I am a Clyde at about 250 - 260 lbs. My LBS has agreed to sell me a Specialized Roval Pave SL wheelset at a nice price, but I know nothing about Specialized wheels. Has anyone used these on a road bike? What did you think? I am wondering how Cyclocross wheels will ride on a road bike. I do not race, I just ride for fun and ride anywhere from 40 - 100 miles at a pop.

I am also thinking of the Ksyrium Elites, which are a better level of Ksyrium.

Thanks.

John B.


----------



## masshysteria (Jan 26, 2007)

Sorry, no experience with the Specialized wheelset. 

I also looked in the Mavic Elites, but after reading the mixed reviews of them on this site I decided to go with Easton Circuits. They may not be as sexy as the Mavics, but they work well, have a good spoke count, and are still pretty light.

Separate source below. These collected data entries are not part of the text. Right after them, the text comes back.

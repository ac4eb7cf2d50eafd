use rayon::{
    iter::IntoParallelRefIterator,
    slice::{ChunksMut, Iter, ParallelSliceMut},
};

pub trait MaybeParallelRefExt<T> {
    fn maybe_par_iter(&self) -> Iter<'_, T>;
}

pub trait MaybeParallelSliceMut<T> {
    fn maybe_par_chunks_mut(&mut self, chunk_size: usize) -> ChunksMut<'_, T>;
}

impl<T: Sync> MaybeParallelRefExt<T> for [T] {
    fn maybe_par_iter(&self) -> Iter<'_, T> {
        self.par_iter()
    }
}

impl<T: Send> MaybeParallelSliceMut<T> for [T] {
    fn maybe_par_chunks_mut(&mut self, chunk_size: usize) -> ChunksMut<'_, T> {
        self.par_chunks_mut(chunk_size)
    }
}
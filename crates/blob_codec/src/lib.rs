//! Packs byte payloads into blobs and unpacks them again.
//!
//! Every field element carries 31 payload bytes in its low bytes
//! (`[0..31]`); byte 31, the most significant byte of the little-endian
//! scalar, stays zero so the element is always canonical.
//!
//! Decoding strips every trailing `0x00` byte from the result. Payloads
//! that genuinely end in zero bytes therefore do not round-trip; this
//! matches what the rest of the network expects and is kept on purpose.

use serialization::{
    constants::{
        BYTES_PER_BLOB, BYTES_PER_FIELD_ELEMENT, FIELD_ELEMENTS_PER_BLOB, USABLE_BYTES_PER_BLOB,
        USABLE_BYTES_PER_FIELD_ELEMENT,
    },
    types::{zeroed_blob, Blob},
};

/// Returns the number of blobs [`encode_payload`] produces for a payload of
/// `payload_len` bytes. Never zero.
pub const fn blobs_needed(payload_len: usize) -> usize {
    if payload_len == 0 {
        1
    } else {
        payload_len.div_ceil(USABLE_BYTES_PER_BLOB)
    }
}

/// Packs `payload` into as many blobs as needed.
///
/// An empty payload still produces one all-zero blob.
pub fn encode_payload(payload: &[u8]) -> Vec<Blob> {
    let mut blobs: Vec<Blob> = (0..blobs_needed(payload.len()))
        .map(|_| zeroed_blob())
        .collect();

    for (index, group) in payload.chunks(USABLE_BYTES_PER_FIELD_ELEMENT).enumerate() {
        let blob = &mut blobs[index / FIELD_ELEMENTS_PER_BLOB];
        let start = (index % FIELD_ELEMENTS_PER_BLOB) * BYTES_PER_FIELD_ELEMENT;
        blob[start..start + group.len()].copy_from_slice(group);
    }

    blobs
}

/// Unpacks the payload carried by a sequence of blobs, in order.
pub fn decode_blobs<'a, I>(blobs: I) -> Vec<u8>
where
    I: IntoIterator<Item = &'a [u8; BYTES_PER_BLOB]>,
{
    let mut payload = Vec::new();
    for blob in blobs {
        extend_with_usable_bytes(&mut payload, blob.as_slice());
    }
    trim_trailing_zeros(payload)
}

/// Unpacks the payload carried by the raw bytes of a single blob.
///
/// The input does not need to be a full blob; a short final element
/// contributes at most its first 31 bytes.
pub fn decode_blob_bytes(raw: &[u8]) -> Vec<u8> {
    let mut payload = Vec::with_capacity(raw.len());
    extend_with_usable_bytes(&mut payload, raw);
    trim_trailing_zeros(payload)
}

fn extend_with_usable_bytes(payload: &mut Vec<u8>, raw: &[u8]) {
    for element in raw.chunks(BYTES_PER_FIELD_ELEMENT) {
        let usable = element.len().min(USABLE_BYTES_PER_FIELD_ELEMENT);
        payload.extend_from_slice(&element[..usable]);
    }
}

/// Drops every trailing `0x00` byte.
pub fn trim_trailing_zeros(mut payload: Vec<u8>) -> Vec<u8> {
    let keep = payload
        .iter()
        .rposition(|byte| *byte != 0)
        .map_or(0, |last| last + 1);
    payload.truncate(keep);
    payload
}
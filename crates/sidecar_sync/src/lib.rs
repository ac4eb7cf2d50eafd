//! Retrieval of blob sidecars from beacon peers.
//!
//! A call to [`SidecarClient::request_sidecars_by_range`] opens one stream to
//! the peer, writes a length-prefixed request and reads response frames until
//! the peer closes the stream. The stream is reset on every failure path,
//! including timeouts and cancellation.

mod client;
mod config;
mod encoding;
mod errors;
mod frame;
mod payload;
mod peer;
mod stream;
mod types;

pub use client::{SessionState, SidecarClient, SidecarSource, BLOBS_SIDECARS_BY_RANGE_TOPIC};
pub use config::{
    SyncConfig, TransportKind, DEFAULT_MAX_CHUNK_SIZE, DEFAULT_RESPONSE_TIMEOUT_MS,
    DEFAULT_TTFB_TIMEOUT_MS,
};
pub use encoding::SszSnappyEncoding;
pub use errors::{ConfigError, DecodeError, RequestError, ResolveError};
pub use frame::{
    write_error_chunk, write_success_chunk, CONTEXT_BYTES_LEN, INVALID_REQUEST_CODE,
    MAX_ERROR_MESSAGE_LEN, RESOURCE_UNAVAILABLE_CODE, SERVER_ERROR_CODE, SUCCESS_CODE,
};
pub use payload::first_blob_payload;
pub use peer::{
    remote_identity_from_error, resolve_target, HandshakeMismatchResolver, IdentityResolver,
    PeerIdentity, PeerTarget, SecureDialer, MISMATCH_IDENTITY,
};
pub use stream::{RpcStream, StreamOpener};
pub use types::{
    decode_sidecar_list, encode_sidecar_list, BlobsSidecarsByRangeRequest, Sidecar,
    MAX_BLOBS_PER_SIDECAR, SIDECAR_FIXED_SIZE,
};

// Re-exported so callers can build targets without a direct dependency.
pub use multiaddr::Multiaddr;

I will add that I'm not a heavy ride, but I plan on using the circuits for cyclocross. We'll see how they hold up in a year.


----------



## TMR (Sep 24, 2004)

open pros 3x 32 hole w/ da hubs good to go.


----------



## bigbill (Feb 15, 2005)

I have a set of the Rovals that I use for commuting sometimes. I did use them on the road bike last year for some training rides in poor weather. They are stiff!!! High flange hubs on the front wheel with radial lacing doesn't absorb much shock either. The hubs roll nicely on cartridge bearings and even after many rides in monsoon type weather, they are still as smooth as the day I bought them. You can spin the wheel while holding the axles and not feel the wheel turning. The rear wheel did go out of true on the first ride due to a loose spoke, but it has been good since. 

They seem a little overkill for what you need. I would agree with the open pro or a CPX33 with a 36 hole rear hub and 32 in the front.


----------



## covenant (May 21, 2002)

TMR said:


> open pros 3x 32 hole w/ da hubs good to go.

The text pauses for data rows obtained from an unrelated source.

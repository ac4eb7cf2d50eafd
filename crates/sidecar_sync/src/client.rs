//! Retrieval of blob sidecars from a single peer.

use std::{future::Future, io, pin::pin, time::Duration};

use async_trait::async_trait;
use futures::{
    future::{select, Either},
    AsyncWriteExt,
};
use tracing::{debug, info, warn};

use crate::{
    config::{SyncConfig, TransportKind},
    encoding::SszSnappyEncoding,
    errors::{ConfigError, RequestError},
    frame::{read_context_bytes, read_error_message, read_status, SUCCESS_CODE},
    peer::PeerTarget,
    stream::{StreamGuard, StreamOpener},
    types::{decode_sidecar_list, BlobsSidecarsByRangeRequest, Sidecar},
};

/// Protocol topic for sidecar range requests, without the encoding suffix.
pub const BLOBS_SIDECARS_BY_RANGE_TOPIC: &str = "/eth2/beacon_chain/req/blobs_sidecars_by_range/1";

/// Anything that can answer a sidecar range request for a peer.
#[async_trait]
pub trait SidecarSource: Send + Sync {
    async fn sidecars_by_range(
        &self,
        target: &PeerTarget,
        request: BlobsSidecarsByRangeRequest,
    ) -> Result<Vec<Sidecar>, RequestError>;
}

/// Progress of a single retrieval call.
#[derive(Debug, Clone, Copy, PartialEq, Eq)]
pub enum SessionState {
    Idle,
    StreamOpened,
    RequestSent,
    AwaitingFrame,
    FrameStatusRead,
    FrameBodyRead,
    Complete,
    Failed,
}

struct Session<'a> {
    target: &'a PeerTarget,
    state: SessionState,
}

impl<'a> Session<'a> {
    const fn new(target: &'a PeerTarget) -> Self {
        Self {
            target,
            state: SessionState::Idle,
        }
    }

    fn advance(&mut self, next: SessionState) {
        debug!(peer = %self.target, from = ?self.state, to = ?next, "sidecar session transition");
        self.state = next;
    }
}

/// Requests sidecars over streams obtained from `O`.
///
/// Each call opens its own stream and owns it until the call ends, so
/// independent calls may run concurrently.
pub struct SidecarClient<O> {
    opener: O,
    config: SyncConfig,
    encoding: SszSnappyEncoding,
    protocol: String,
}

impl<O: StreamOpener> SidecarClient<O> {
    pub fn new(opener: O, config: SyncConfig) -> Result<Self, ConfigError> {
        config.validate()?;
        let encoding = SszSnappyEncoding::new(config.max_chunk_size);
        let protocol = format!(
            "{BLOBS_SIDECARS_BY_RANGE_TOPIC}{}",
            encoding.protocol_suffix()
        );
        Ok(Self {
            opener,
            config,
            encoding,
            protocol,
        })
    }

    pub const fn opener(&self) -> &O {
        &self.opener
    }

    pub const fn config(&self) -> &SyncConfig {
        &self.config
    }

    /// Full protocol id, including the encoding suffix.
    pub fn protocol(&self) -> &str {
        &self.protocol
    }

    /// Fetches the sidecars for `request` from `target`, in the order the peer sent them.
    ///
    /// Nothing is returned on failure, even if some sidecars were already decoded.
    pub async fn request_sidecars_by_range(
        &self,
        target: &PeerTarget,
        request: BlobsSidecarsByRangeRequest,
    ) -> Result<Vec<Sidecar>, RequestError> {
        match self.config.request_timeout() {
            Some(deadline) => {
                within(deadline, "waiting for the full response", self.run(target, request)).await
            }
            None => self.run(target, request).await,
        }
    }

    /// Like [`request_sidecars_by_range`](Self::request_sidecars_by_range), but gives up
    /// with [`RequestError::Cancelled`] as soon as `cancel` completes.
    pub async fn request_sidecars_by_range_until<C: Future>(
        &self,
        target: &PeerTarget,
        request: BlobsSidecarsByRangeRequest,
        cancel: C,
    ) -> Result<Vec<Sidecar>, RequestError> {
        let call = pin!(self.request_sidecars_by_range(target, request));
        let cancel = pin!(cancel);
        match select(call, cancel).await {
            Either::Left((result, _)) => result,
            Either::Right(_) => {
                debug!(peer = %target, "sidecar request cancelled");
                Err(RequestError::Cancelled)
            }
        }
    }

    async fn run(
        &self,
        target: &PeerTarget,
        request: BlobsSidecarsByRangeRequest,
    ) -> Result<Vec<Sidecar>, RequestError> {
        let mut session = Session::new(target);
        let result = self.exchange(&mut session, request).await;
        match &result {
            Ok(sidecars) => {
                session.advance(SessionState::Complete);
                info!(
                    peer = %target,
                    start_slot = request.start_slot,
                    count = sidecars.len(),
                    "received blob sidecars"
                );
            }
            Err(err) => {
                session.advance(SessionState::Failed);
                debug!(peer = %target, error = %err, "sidecar request failed");
            }
        }
        result
    }

    async fn exchange(
        &self,
        session: &mut Session<'_>,
        request: BlobsSidecarsByRangeRequest,
    ) -> Result<Vec<Sidecar>, RequestError> {
        let stream = self
            .opener
            .open_stream(session.target, &self.protocol)
            .await
            .map_err(RequestError::Open)?;
        let mut stream = StreamGuard::new(stream);
        session.advance(SessionState::StreamOpened);

        let payload = self
            .encoding
            .encode(&request.to_ssz_bytes())
            .map_err(RequestError::Write)?;
        within(self.config.response_timeout(), "sending the request", async {
            stream.write_all(&payload).await.map_err(RequestError::Write)?;
            stream.close().await.map_err(RequestError::Write)
        })
        .await?;
        session.advance(SessionState::RequestSent);

        let sidecars = match self.config.transport {
            TransportKind::StreamedFrames { context_bytes } => {
                self.read_frames(&mut *stream, session, context_bytes).await?
            }
            TransportKind::SingleShotCall => self.read_single_frame(&mut *stream, session).await?,
        };

        stream.release();
        Ok(sidecars)
    }

    /// Reads one sidecar per frame until the peer closes the stream.
    async fn read_frames(
        &self,
        stream: &mut O::Stream,
        session: &mut Session<'_>,
        context_bytes: bool,
    ) -> Result<Vec<Sidecar>, RequestError> {
        let mut sidecars = Vec::new();
        loop {
            session.advance(SessionState::AwaitingFrame);
            let deadline = if sidecars.is_empty() {
                self.config.ttfb_timeout()
            } else {
                self.config.response_timeout()
            };
            let Some(code) = within(deadline, "waiting for a frame", read_status(stream)).await?
            else {
                return Ok(sidecars);
            };
            session.advance(SessionState::FrameStatusRead);
            self.check_status(stream, session.target, code).await?;

            let payload = within(self.config.response_timeout(), "reading a frame", async {
                if context_bytes {
                    read_context_bytes(stream).await?;
                }
                self.encoding.read_payload(stream).await
            })
            .await?;
            let sidecar = Sidecar::from_ssz_bytes(&payload)?;
            session.advance(SessionState::FrameBodyRead);
            debug!(
                peer = %session.target,
                slot = sidecar.beacon_block_slot,
                blobs = sidecar.blobs.len(),
                "decoded sidecar frame"
            );
            sidecars.push(sidecar);
        }
    }

    /// Reads a single frame carrying the whole list of sidecars.
    async fn read_single_frame(
        &self,
        stream: &mut O::Stream,
        session: &mut Session<'_>,
    ) -> Result<Vec<Sidecar>, RequestError> {
        session.advance(SessionState::AwaitingFrame);
        let code = within(self.config.ttfb_timeout(), "waiting for a frame", read_status(stream))
            .await?
            .ok_or_else(|| {
                RequestError::Read(io::Error::new(
                    io::ErrorKind::UnexpectedEof,
                    "stream closed before a response arrived",
                ))
            })?;
        session.advance(SessionState::FrameStatusRead);
        self.check_status(stream, session.target, code).await?;

        let payload = within(
            self.config.response_timeout(),
            "reading a frame",
            self.encoding.read_payload(stream),
        )
        .await?;
        let sidecars = decode_sidecar_list(&payload)?;
        session.advance(SessionState::FrameBodyRead);
        debug!(peer = %session.target, count = sidecars.len(), "decoded sidecar list");
        Ok(sidecars)
    }

    async fn check_status(
        &self,
        stream: &mut O::Stream,
        target: &PeerTarget,
        code: u8,
    ) -> Result<(), RequestError> {
        if code == SUCCESS_CODE {
            return Ok(());
        }
        let message = within(
            self.config.response_timeout(),
            "reading an error message",
            read_error_message(stream),
        )
        .await?;
        warn!(peer = %target, code, %message, "peer returned an error response");
        Err(RequestError::Protocol { code, message })
    }
}

#[async_trait]
impl<O: StreamOpener> SidecarSource for SidecarClient<O> {
    async fn sidecars_by_range(
        &self,
        target: &PeerTarget,
        request: BlobsSidecarsByRangeRequest,
    ) -> Result<Vec<Sidecar>, RequestError> {
        self.request_sidecars_by_range(target, request).await
    }
}

async fn within<T, F>(deadline: Duration, phase: &'static str, fut: F) -> Result<T, RequestError>
where
    F: Future<Output = Result<T, RequestError>>,
{
    tokio::time::timeout(deadline, fut)
        .await
        .map_err(|_| RequestError::Timeout {
            phase,
            after: deadline,
        })?
}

Add to that a steel frame and a Brooks saddle and your done! :thumbsup:


----------



## bergjm (Dec 8, 2004)

Already have the Brooks saddle, wouldn't ride without it , but I have Ti frame instead of steel.

I decided to give the Roval Pave's a try, after getting a lot of input on line and from riding friends. Thanks for the feedback, hopefully they won't be too stiff - I will let you know.

John B.



covenant said:


> Add to that a steel frame and a Brooks saddle and your done! :thumbsup:


----------



## Spunout (Aug 12, 2002)

Heavy guy...the boutique wheels aren't working for you. 

Report back, let us know how the Roval wheels do. I would have suggested handbuilts too.


----------



## bergjm (Dec 8, 2004)

Took a short ride, not quite 30 miles, with the new wheels today, and they are a little stiffer than the Ksyrium Equipe's were, but they aren't bad. They roll very smooth. Have to see if I change my mind after a 60 or 100 mile ride . I was down to these wheels, or the Ksyrium Elites, or the Mavic Open Pros with Ultegra hubs. I eliminated the Elites since I don't like the Mavic hub on the Equipe rear wheel. The deal the lbs gave me on the Rovals were just slightly more than the Open Pros with Ultegra hub, and the Rovals are built for heavier riders, and are warranted against things like cracks, so I went with the Rovals. Tough choice.

At first I wasn't sure I liked the look of the large flanges, but they are starting to grow on me.


----------